With the recent critically-acclaimed release of her new album Caution, Mariah Carey's 2018 is coming to an amazing close. While there's no doubt that she's one of the most-talented recording artists on earth, Carey's recent comments about what it was like growing-up biracial prove that the early beginnings of her life were far from a cake walk. During an interview with Pitchfork, the singer, whose mother is Irish and father is Black and Afro-Venezuelan, discussed many aspects of her childhood, including how hard it was for her to fit into her neighborhood and school as a youngster.
In the interview, Carey revealed many perils of being a mixed-race child. She opened the topic by addressing the basis of the song "8th Grade" — a tune that she once told Twitter followers reflected "the melancholic feeling" she "used to have as a kid." Directly referencing the track from her album, Caution, Carey told Pitchfork, "That’s not a happy song," while calling the time she spent in eighth grade one of the "lowest points" of her life. She continued, sharing that there was basically no place where she felt racially comfortable as a child. The Precious star explained,
"The year before, I had dyed my hair orange by mistake. I shaved my eyebrows. I had no clothes. Somebody once said in the hallway to me at school, 'Oh, she got three shirts in rotation.' It was mortifying. But that’s because my mom chose to live in predominantly white neighborhoods, where people had more money than us, and I didn’t fit in there. Or in an all black neighborhood when my parents were together; as a mixed couple, they had problems there. So there was not one safe place."

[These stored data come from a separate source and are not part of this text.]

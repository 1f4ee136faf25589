//! Document storage subsystem.
//!
//! # Data Flow
//! ```text
//! Action executor
//!     → locks.rs (shared or exclusive lock on the route's file)
//!     → fs.rs (exists / load / load-or-create / replace)
//!     → document.rs (decode / encode with the route's codec)
//! ```
//!
//! # Design Decisions
//! - No cache: every operation reads and rewrites the whole file
//! - Reads never create files; only mutating actions may
//! - A rewrite lands through rename so readers never see half a file

pub mod document;
pub mod fs;
pub mod locks;
pub mod watcher;

pub use document::Document;
pub use fs::{DocumentStore, StoreError};
pub use locks::{FileGuard, FileLocks};
pub use watcher::DocumentWatcher;
//! Configuration-driven mock data server.
//!
//! Requests are mapped onto flat documents under a root directory and served
//! by one of four actions: read, write, append or delete.

pub mod actions;
pub mod codec;
pub mod config;
pub mod http;
pub mod lifecycle;
pub mod observability;
pub mod routing;
pub mod store;

pub use config::schema::MockConfig;
pub use http::HttpServer;
pub use lifecycle::Shutdown;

Like many artists, Carey appears to use her craft a form of expression to deal with the issues she's faced throughout life. While speaking to Pitchfork she shared, "It was very difficult. People don’t really know about it because I’ve always been pretty vague, but I’ve alluded to it in certain songs."
Though "8th Grade" may be the most recent exploration into the depths of her childhood, she went on to reveal that the song "Close My Eyes" from her 1996 album, Butterfly, also addressed some of the pain. Quoting lyrics from the song, the Grammy Award-winning performer shared: "I was a wayward child with the weight of the world that I held deep inside/ Life was a winding road, and I learned many things little ones shouldn’t know.'”
Reflecting on her overall life growing-up, Carey revealed that she had an extremely hard time fitting in during her youth, saying:
"A lot of intense stuff happened to me when I was a kid, that people who grew up with money or with families that weren’t fully dysfunctional will never quite understand. And then being biracial on top of it, and having no place to really fit in."
Racism and lack of acceptance is something which has transcended throughout most of Carey's life and career. A 2015 story from Billboard refers to a 1990 Playboy article which described Carey as a "white girl who can sing." During that time, New York Post reported that Carey was upset about the article. A spokesperson for singer later told USA Today, "Mariah Carey's anger over a racial comment was blown out of proportion." The statement went on to share, that Carey's "father was very upset" about the comment while quoting the vocalist as saying, "It seems that most people don't know much about interracial children."
This past June, during an interview with People, the mother of two insinuated that her struggle with bipolar disorder stems from the identity crisis she dealt with as a biracial child. Carey told the outlet,
“It was a combination of being biracial and experiencing the darker side of life. My mom experienced a lot of racism as an opera singer because she was married to a black man. Again, it’s impossible to encapsulate that in this setting.”
While speaking to People, the entertainer also recalled a daunting moment when a friend came over to play and “burst into tears because she had never seen a black person.” Carey continued,
“I had to go through so much in my childhood just to feel accepted and feel worthy of existing on Earth because I felt so different from everybody else growing up, because I was biracial, because I was so ambiguous-looking and because we didn’t have the money to escape whatever the everyday realities of life were."
Despite being one of the most recognized and talented artists of the past half-century, racial bias is an issue that Carey continues to face to this day. Pitchfork notes that when Carey recently posted a photo of Colin Kaepernick on social media, people began making ignorant comments about her race, once again. The outlet notes that people were saying things like, “What does she know? She’s white.”
Carey responded, telling the outlet that it is still a very difficult topic for her to handle. She explained,
"This is how many years later? That ignorance level. When you have a black father and then people are calling you white, and then white people are like, 'But her father is black,' it’s very difficult. People don’t understand. It’s really a hard place to lay."
Although moments like this continue to impact Mariah Carey's life in ways that many could never imagine, her fortitude and success prove that she has become a stronger person in the long run.